While cybersecurity has traditionally been understood as the protection of digital networks and infrastructures, post-2016 cybersecurity discourses have stressed its increasingly human dimensions, notably around the issues of disinformation, manipulation, and political influence. As one 2019 trade conference suggested, cyber operators from the military and government are now faced by a new question: ‘who, not what, will be targeted by hostile cyber operators?’. 1 In tracing its human turn, this article explores how the politics of race and truth have been central to a new and expansive vision of cybersecurity. The article’s first half demonstrates that contemporary cybersecurity has been underwritten by an uneven racial politics in which Black political projects, notably the BLM movement, have been presented as strategic vulnerabilities open to foreign manipulation through social media. In claiming that the BLM movement produces ‘racial division’ qua cyber-vulnerability, I argue that contemporary cybersecurity seeks to suppress forms of racial protest, preferring the tolerance of racial inequality to its amelioration.
In its second half, the article argues that the racialization of cybersecurity has produced a politics of truth concerned less with parsing true from false, and more with defining the boundaries of secure political knowledge and communication. I argue that contemporary cybersecurity has produced a model political subject for whom a contingent ‘obligation to know’ serves as the basis of a secure political subjectivity. I suggest furthermore that the secure subject of cybersecurity has been reimagined as the basis upon which the security of the broader democratic polity rests. I show that contemporary practices of ‘securing truth’ therefore appear in a double sense: as the act of parsing ‘good’ information circulation from ‘bad’, but also as the power of ‘secured truth’ to secure the subject of cybersecurity. I conclude by critiquing the racialized nature of the subject of cybersecurity, its normative obligation to disavow ‘divisive’ political projects, and cybersecurity’s broader effort to identify dissident political projects as ignorant, ‘idiotic’, or disinformed.
In considering how race and ‘truth itself’ have been positioned as referent objects of cybersecurity, I do not suggest that questions concerning cybersecurity’s traditional referents are settled. These remain contested and fruitful avenues for research (Betz and Stevens, 2013; Deibert, 2002; Deibert and Rohozinski, 2010). In critiquing cybersecurity’s politics of race and truth, this article contributes to a growing critical literature on the human dimension of cybersecurity (Balzacq and Dunn Cavelty, 2016; Dunn Cavelty, 2007, 2013; Hansen and Nissenbaum, 2009; Kaiser, 2015; Stevens, 2016) as well as its politics of technology and expertise (Amoore, 2020; Dunn Cavelty and Egloff, 2019; Shires, 2018; Stevens, 2020; Timcke, 2017, 2021). Its primary contribution is to critique the construction of ‘truth’ as an object of cybersecurity (Buzan et al., 1998; Lewandowsky, 2020) and to show how contemporary cybersecuritization has produced uneven and racialized foreclosures of democratic politics (Aradau, 2004; Hansen, 2012).

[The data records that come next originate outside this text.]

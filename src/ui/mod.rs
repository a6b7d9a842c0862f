use iced::{
    widget::{
        button, column, container, pick_list, progress_bar, row, scrollable, text, text_input,
        toggler, Space,
    },
    Element, Length,
};

use crate::domain::Quality;

/// Main view state
pub struct DownloadView {
    pub youtube_url: String,
    pub output_dir: String,
    pub quality: Quality,
    pub audio_only: bool,
    pub allow_playlist: bool,
    pub use_cookies: bool,
    pub is_downloading: bool,
    /// 0..=100
    pub progress_percent: f32,
    pub progress_info: String,
    pub log_text: String,
}

impl Default for DownloadView {
    fn default() -> Self {
        Self {
            youtube_url: String::new(),
            output_dir: String::new(),
            quality: Quality::Best,
            audio_only: false,
            allow_playlist: false,
            use_cookies: false,
            is_downloading: false,
            progress_percent: 0.0,
            progress_info: String::new(),
            log_text: String::new(),
        }
    }
}

#[derive(Debug, Clone)]
pub enum DownloadMessage {
    UrlChanged(String),
    OutputDirChanged(String),
    QualitySelected(Quality),
    AudioOnlyToggled(bool),
    PlaylistToggled(bool),
    CookiesToggled(bool),
    ClearPressed,
    PastePressed,
    /// Clipboard contents, `None` when it held no text
    UrlPasted(Option<String>),
    BrowsePressed,
    BatchPressed,
    DownloadPressed,
}

impl DownloadView {
    pub fn update(&mut self, message: DownloadMessage) {
        // The form is frozen while a run is active.
        if self.is_downloading {
            return;
        }

        match message {
            DownloadMessage::UrlChanged(url) => self.youtube_url = url,
            DownloadMessage::OutputDirChanged(dir) => self.output_dir = dir,
            DownloadMessage::QualitySelected(quality) => self.quality = quality,
            DownloadMessage::AudioOnlyToggled(value) => self.audio_only = value,
            DownloadMessage::PlaylistToggled(value) => self.allow_playlist = value,
            DownloadMessage::CookiesToggled(value) => self.use_cookies = value,
            DownloadMessage::ClearPressed => self.youtube_url.clear(),
            DownloadMessage::UrlPasted(Some(text)) => self.youtube_url = text.trim().to_string(),
            DownloadMessage::UrlPasted(None) => {}
            DownloadMessage::PastePressed
            | DownloadMessage::BrowsePressed
            | DownloadMessage::BatchPressed
            | DownloadMessage::DownloadPressed => {
                // Will be handled by the app
            }
        }
    }

    pub fn status_label(&self) -> &'static str {
        if self.is_downloading {
            "Downloading…"
        } else {
            "Ready"
        }
    }

    pub fn view(&self) -> Element<'_, DownloadMessage> {
        let idle = !self.is_downloading;

        let url_row = row![
            text_input("https://www.youtube.com/watch?v=…", &self.youtube_url)
                .on_input_maybe(idle.then_some(DownloadMessage::UrlChanged))
                .padding(10)
                .width(Length::Fill),
            button("Paste")
                .on_press_maybe(idle.then_some(DownloadMessage::PastePressed))
                .padding([10, 16]),
            button("Clear")
                .on_press_maybe(idle.then_some(DownloadMessage::ClearPressed))
                .padding([10, 16]),
        ]
        .spacing(10);

        let output_row = row![
            text_input("Output folder", &self.output_dir)
                .on_input_maybe(idle.then_some(DownloadMessage::OutputDirChanged))
                .padding(10)
                .width(Length::Fill),
            button("Browse…")
                .on_press_maybe(idle.then_some(DownloadMessage::BrowsePressed))
                .padding([10, 16]),
        ]
        .spacing(10);

        let options_row = row![
            text("Quality:").size(14),
            pick_list(
                Quality::ALL,
                Some(self.quality),
                DownloadMessage::QualitySelected
            )
            .padding(8),
            toggler(self.audio_only)
                .label("Audio only (MP3)")
                .on_toggle_maybe(idle.then_some(DownloadMessage::AudioOnlyToggled)),
            toggler(self.allow_playlist)
                .label("Allow playlist")
                .on_toggle_maybe(idle.then_some(DownloadMessage::PlaylistToggled)),
            toggler(self.use_cookies)
                .label("Use browser cookies")
                .on_toggle_maybe(idle.then_some(DownloadMessage::CookiesToggled)),
        ]
        .spacing(16)
        .align_y(iced::alignment::Vertical::Center);

        let actions_row = row![
            button("Download")
                .on_press_maybe(idle.then_some(DownloadMessage::DownloadPressed))
                .padding([10, 20]),
            button("Batch from file…")
                .on_press_maybe(idle.then_some(DownloadMessage::BatchPressed))
                .padding([10, 20]),
            Space::new().width(Length::Fill),
            text(self.status_label()).size(14),
        ]
        .spacing(10)
        .align_y(iced::alignment::Vertical::Center);

        let log = container(
            scrollable(text(&self.log_text).size(12).width(Length::Fill))
                .anchor_bottom()
                .height(Length::Fill),
        )
        .padding(8)
        .width(Length::Fill)
        .height(Length::Fill)
        .style(container::bordered_box);

        column![
            text("YouTube Downloader").size(28),
            Space::new().height(Length::Fixed(10.0)),
            text("Video or playlist URL:").size(16),
            url_row,
            text("Save to:").size(16),
            output_row,
            options_row,
            actions_row,
            progress_bar(0.0..=100.0, self.progress_percent),
            text(&self.progress_info).size(12),
            log,
        ]
        .padding(20)
        .spacing(10)
        .into()
    }
}

#[cfg(test)]
mod tests {
    use super::*;

    #[test]
    fn test_field_updates() {
        let mut view = DownloadView::default();
        view.update(DownloadMessage::UrlChanged("https://youtu.be/abc123XYZ".into()));
        view.update(DownloadMessage::QualitySelected(Quality::P480));
        view.update(DownloadMessage::AudioOnlyToggled(true));
        view.update(DownloadMessage::CookiesToggled(true));

        assert_eq!(view.quality, Quality::P480);
        assert!(view.audio_only);
        assert!(view.use_cookies);

        view.update(DownloadMessage::ClearPressed);
        assert!(view.youtube_url.is_empty());
    }

    #[test]
    fn test_cookies_off_by_default() {
        assert!(!DownloadView::default().use_cookies);
    }

    #[test]
    fn test_pasted_url_is_trimmed() {
        let mut view = DownloadView::default();
        view.update(DownloadMessage::UrlPasted(Some("  https://youtu.be/abc123XYZ\n".into())));
        assert_eq!(view.youtube_url, "https://youtu.be/abc123XYZ");

        view.update(DownloadMessage::UrlPasted(None));
        assert_eq!(view.youtube_url, "https://youtu.be/abc123XYZ");
    }

    #[test]
    fn test_form_frozen_while_downloading() {
        let mut view = DownloadView {
            youtube_url: "https://youtu.be/abc123XYZ".to_string(),
            output_dir: "/data/videos".to_string(),
            is_downloading: true,
            ..DownloadView::default()
        };

        view.update(DownloadMessage::ClearPressed);
        view.update(DownloadMessage::OutputDirChanged("/elsewhere".into()));
        view.update(DownloadMessage::CookiesToggled(true));
        view.update(DownloadMessage::UrlPasted(Some("https://youtu.be/other12345".into())));

        assert_eq!(view.youtube_url, "https://youtu.be/abc123XYZ");
        assert_eq!(view.output_dir, "/data/videos");
        assert!(!view.use_cookies);
    }

    #[test]
    fn test_status_label_follows_running_state() {
        let mut view = DownloadView::default();
        assert_eq!(view.status_label(), "Ready");
        view.is_downloading = true;
        assert_eq!(view.status_label(), "Downloading…");
    }
}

Cybersecurity and the politics of race
Discourses of cybersecurity have traditionally been dominated by political imaginaries of data, technology, and technical expertise. Since 2016, however, the issue of race has been remarkably visible in cybersecurity’s popular construction. In this article’s first half, I document contemporary cybersecurity’s construction of ‘racial division’ as a fundamental stake of its human turn. I show that cybersecurity’s claim on ‘racial division’ has transformed the political landscape on which it operates, widening its aperture to encompass protest and political dissent more broadly. I conclude by arguing that an unspoken yet fundamental condition of contemporary cybersecurity is the production of ‘racial unity’ based upon the tolerance of racial inequality rather than its amelioration.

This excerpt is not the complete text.